- Work required
Output every record below exactly.

BEGIN Data provided

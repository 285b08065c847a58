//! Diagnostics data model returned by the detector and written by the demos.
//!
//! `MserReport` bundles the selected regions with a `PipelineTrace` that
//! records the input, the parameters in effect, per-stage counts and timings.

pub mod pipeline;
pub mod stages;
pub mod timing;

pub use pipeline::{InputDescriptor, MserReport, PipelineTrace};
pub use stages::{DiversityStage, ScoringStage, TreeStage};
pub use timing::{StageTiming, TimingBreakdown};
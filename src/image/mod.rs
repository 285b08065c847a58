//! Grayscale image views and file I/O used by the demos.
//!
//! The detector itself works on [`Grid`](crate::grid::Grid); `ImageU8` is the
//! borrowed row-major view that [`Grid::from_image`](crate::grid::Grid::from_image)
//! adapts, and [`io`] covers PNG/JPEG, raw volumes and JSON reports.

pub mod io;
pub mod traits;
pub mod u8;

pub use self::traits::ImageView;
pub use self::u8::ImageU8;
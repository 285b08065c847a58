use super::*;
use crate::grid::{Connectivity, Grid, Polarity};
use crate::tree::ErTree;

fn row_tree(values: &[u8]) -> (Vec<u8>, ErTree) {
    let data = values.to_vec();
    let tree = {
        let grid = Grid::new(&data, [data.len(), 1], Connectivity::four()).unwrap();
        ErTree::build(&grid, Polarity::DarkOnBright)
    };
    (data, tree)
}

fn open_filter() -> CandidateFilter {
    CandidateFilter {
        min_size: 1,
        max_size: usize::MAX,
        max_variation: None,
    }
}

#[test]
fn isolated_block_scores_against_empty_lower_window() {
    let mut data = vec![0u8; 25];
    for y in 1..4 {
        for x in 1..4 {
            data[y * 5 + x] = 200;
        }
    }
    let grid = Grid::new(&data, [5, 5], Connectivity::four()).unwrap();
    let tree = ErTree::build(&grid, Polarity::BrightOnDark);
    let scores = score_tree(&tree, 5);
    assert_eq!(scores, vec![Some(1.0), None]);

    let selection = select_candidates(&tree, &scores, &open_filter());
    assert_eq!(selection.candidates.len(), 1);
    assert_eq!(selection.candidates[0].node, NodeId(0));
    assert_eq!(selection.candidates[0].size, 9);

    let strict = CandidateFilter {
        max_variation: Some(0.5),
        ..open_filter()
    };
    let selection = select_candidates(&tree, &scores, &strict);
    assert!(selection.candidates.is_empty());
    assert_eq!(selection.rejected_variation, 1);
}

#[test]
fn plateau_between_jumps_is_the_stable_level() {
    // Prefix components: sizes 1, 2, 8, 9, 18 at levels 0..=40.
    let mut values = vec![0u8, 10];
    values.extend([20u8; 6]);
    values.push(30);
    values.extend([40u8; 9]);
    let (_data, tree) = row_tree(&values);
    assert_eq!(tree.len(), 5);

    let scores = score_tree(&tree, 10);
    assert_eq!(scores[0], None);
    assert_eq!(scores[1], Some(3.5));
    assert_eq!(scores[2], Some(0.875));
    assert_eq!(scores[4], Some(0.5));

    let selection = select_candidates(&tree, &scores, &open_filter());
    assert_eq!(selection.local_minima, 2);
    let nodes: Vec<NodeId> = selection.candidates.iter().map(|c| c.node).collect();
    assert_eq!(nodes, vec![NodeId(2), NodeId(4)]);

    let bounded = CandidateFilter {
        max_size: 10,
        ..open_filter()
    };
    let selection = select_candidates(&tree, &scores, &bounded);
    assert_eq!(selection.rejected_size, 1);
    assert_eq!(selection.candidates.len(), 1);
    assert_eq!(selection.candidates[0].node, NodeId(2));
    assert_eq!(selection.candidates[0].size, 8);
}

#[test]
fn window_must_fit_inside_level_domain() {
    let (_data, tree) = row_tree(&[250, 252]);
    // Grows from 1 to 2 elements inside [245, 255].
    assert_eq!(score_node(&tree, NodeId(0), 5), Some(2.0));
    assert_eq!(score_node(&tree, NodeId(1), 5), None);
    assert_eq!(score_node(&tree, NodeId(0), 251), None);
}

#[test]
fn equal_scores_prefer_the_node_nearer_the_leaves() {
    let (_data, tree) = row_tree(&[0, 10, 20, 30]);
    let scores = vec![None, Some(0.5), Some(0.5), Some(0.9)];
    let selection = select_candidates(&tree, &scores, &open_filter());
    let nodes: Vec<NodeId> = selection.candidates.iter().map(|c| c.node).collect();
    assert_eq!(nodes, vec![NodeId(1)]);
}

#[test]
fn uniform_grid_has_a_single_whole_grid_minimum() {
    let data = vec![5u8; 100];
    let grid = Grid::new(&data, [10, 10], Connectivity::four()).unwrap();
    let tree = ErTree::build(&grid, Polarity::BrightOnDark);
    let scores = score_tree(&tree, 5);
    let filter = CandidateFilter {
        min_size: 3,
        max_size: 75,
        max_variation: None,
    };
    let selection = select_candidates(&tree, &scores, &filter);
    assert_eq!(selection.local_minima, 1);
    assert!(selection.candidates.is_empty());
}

END Data provided

- Solution to the exercise
repository 285b08065c847a58
//! Diagnostics data model returned by the detector and written by the demos.
//!
//! `MserReport` bundles the selected regions with a `PipelineTrace` that
//! records the input, the parameters in effect, per-stage counts and timings.

pub mod pipeline;
pub mod stages;
pub mod timing;

pub use pipeline::{InputDescriptor, MserReport, PipelineTrace};
pub use stages::{DiversityStage, ScoringStage, TreeStage};
pub use timing::{StageTiming, TimingBreakdown};
filename src/image/mod.rs
repository 285b08065c847a58
//! Grayscale image views and file I/O used by the demos.
//!
//! The detector itself works on [`Grid`](crate::grid::Grid); `ImageU8` is the
//! borrowed row-major view that [`Grid::from_image`](crate::grid::Grid::from_image)
//! adapts, and [`io`] covers PNG/JPEG, raw volumes and JSON reports.

pub mod io;
pub mod traits;
pub mod u8;

pub use self::traits::ImageView;
pub use self::u8::ImageU8;
repository 285b08065c847a58
use super::*;
use crate::grid::{Connectivity, Grid, Polarity};
use crate::tree::ErTree;

fn row_tree(values: &[u8]) -> (Vec<u8>, ErTree) {
    let data = values.to_vec();
    let tree = {
        let grid = Grid::new(&data, [data.len(), 1], Connectivity::four()).unwrap();
        ErTree::build(&grid, Polarity::DarkOnBright)
    };
    (data, tree)
}

fn open_filter() -> CandidateFilter {
    CandidateFilter {
        min_size: 1,
        max_size: usize::MAX,
        max_variation: None,
    }
}

#[test]
fn isolated_block_scores_against_empty_lower_window() {
    let mut data = vec![0u8; 25];
    for y in 1..4 {
        for x in 1..4 {
            data[y * 5 + x] = 200;
        }
    }
    let grid = Grid::new(&data, [5, 5], Connectivity::four()).unwrap();
    let tree = ErTree::build(&grid, Polarity::BrightOnDark);
    let scores = score_tree(&tree, 5);
    assert_eq!(scores, vec![Some(1.0), None]);

    let selection = select_candidates(&tree, &scores, &open_filter());
    assert_eq!(selection.candidates.len(), 1);
    assert_eq!(selection.candidates[0].node, NodeId(0));
    assert_eq!(selection.candidates[0].size, 9);

    let strict = CandidateFilter {
        max_variation: Some(0.5),
        ..open_filter()
    };
    let selection = select_candidates(&tree, &scores, &strict);
    assert!(selection.candidates.is_empty());
    assert_eq!(selection.rejected_variation, 1);
}

#[test]
fn plateau_between_jumps_is_the_stable_level() {
    // Prefix components: sizes 1, 2, 8, 9, 18 at levels 0..=40.
    let mut values = vec![0u8, 10];
    values.extend([20u8; 6]);
    values.push(30);
    values.extend([40u8; 9]);
    let (_data, tree) = row_tree(&values);
    assert_eq!(tree.len(), 5);

    let scores = score_tree(&tree, 10);
    assert_eq!(scores[0], None);
    assert_eq!(scores[1], Some(3.5));
    assert_eq!(scores[2], Some(0.875));
    assert_eq!(scores[4], Some(0.5));

    let selection = select_candidates(&tree, &scores, &open_filter());
    assert_eq!(selection.local_minima, 2);
    let nodes: Vec<NodeId> = selection.candidates.iter().map(|c| c.node).collect();
    assert_eq!(nodes, vec![NodeId(2), NodeId(4)]);

    let bounded = CandidateFilter {
        max_size: 10,
        ..open_filter()
    };
    let selection = select_candidates(&tree, &scores, &bounded);
    assert_eq!(selection.rejected_size, 1);
    assert_eq!(selection.candidates.len(), 1);
    assert_eq!(selection.candidates[0].node, NodeId(2));
    assert_eq!(selection.candidates[0].size, 8);
}

#[test]
fn window_must_fit_inside_level_domain() {
    let (_data, tree) = row_tree(&[250, 252]);
    // Grows from 1 to 2 elements inside [245, 255].
    assert_eq!(score_node(&tree, NodeId(0), 5), Some(2.0));
    assert_eq!(score_node(&tree, NodeId(1), 5), None);
    assert_eq!(score_node(&tree, NodeId(0), 251), None);
}

#[test]
fn equal_scores_prefer_the_node_nearer_the_leaves() {
    let (_data, tree) = row_tree(&[0, 10, 20, 30]);
    let scores = vec![None, Some(0.5), Some(0.5), Some(0.9)];
    let selection = select_candidates(&tree, &scores, &open_filter());
    let nodes: Vec<NodeId> = selection.candidates.iter().map(|c| c.node).collect();
    assert_eq!(nodes, vec![NodeId(1)]);
}

#[test]
fn uniform_grid_has_a_single_whole_grid_minimum() {
    let data = vec![5u8; 100];
    let grid = Grid::new(&data, [10, 10], Connectivity::four()).unwrap();
    let tree = ErTree::build(&grid, Polarity::BrightOnDark);
    let scores = score_tree(&tree, 5);
    let filter = CandidateFilter {
        min_size: 3,
        max_size: 75,
        max_variation: None,
    };
    let selection = select_candidates(&tree, &scores, &filter);
    assert_eq!(selection.local_minima, 1);
    assert!(selection.candidates.is_empty());
}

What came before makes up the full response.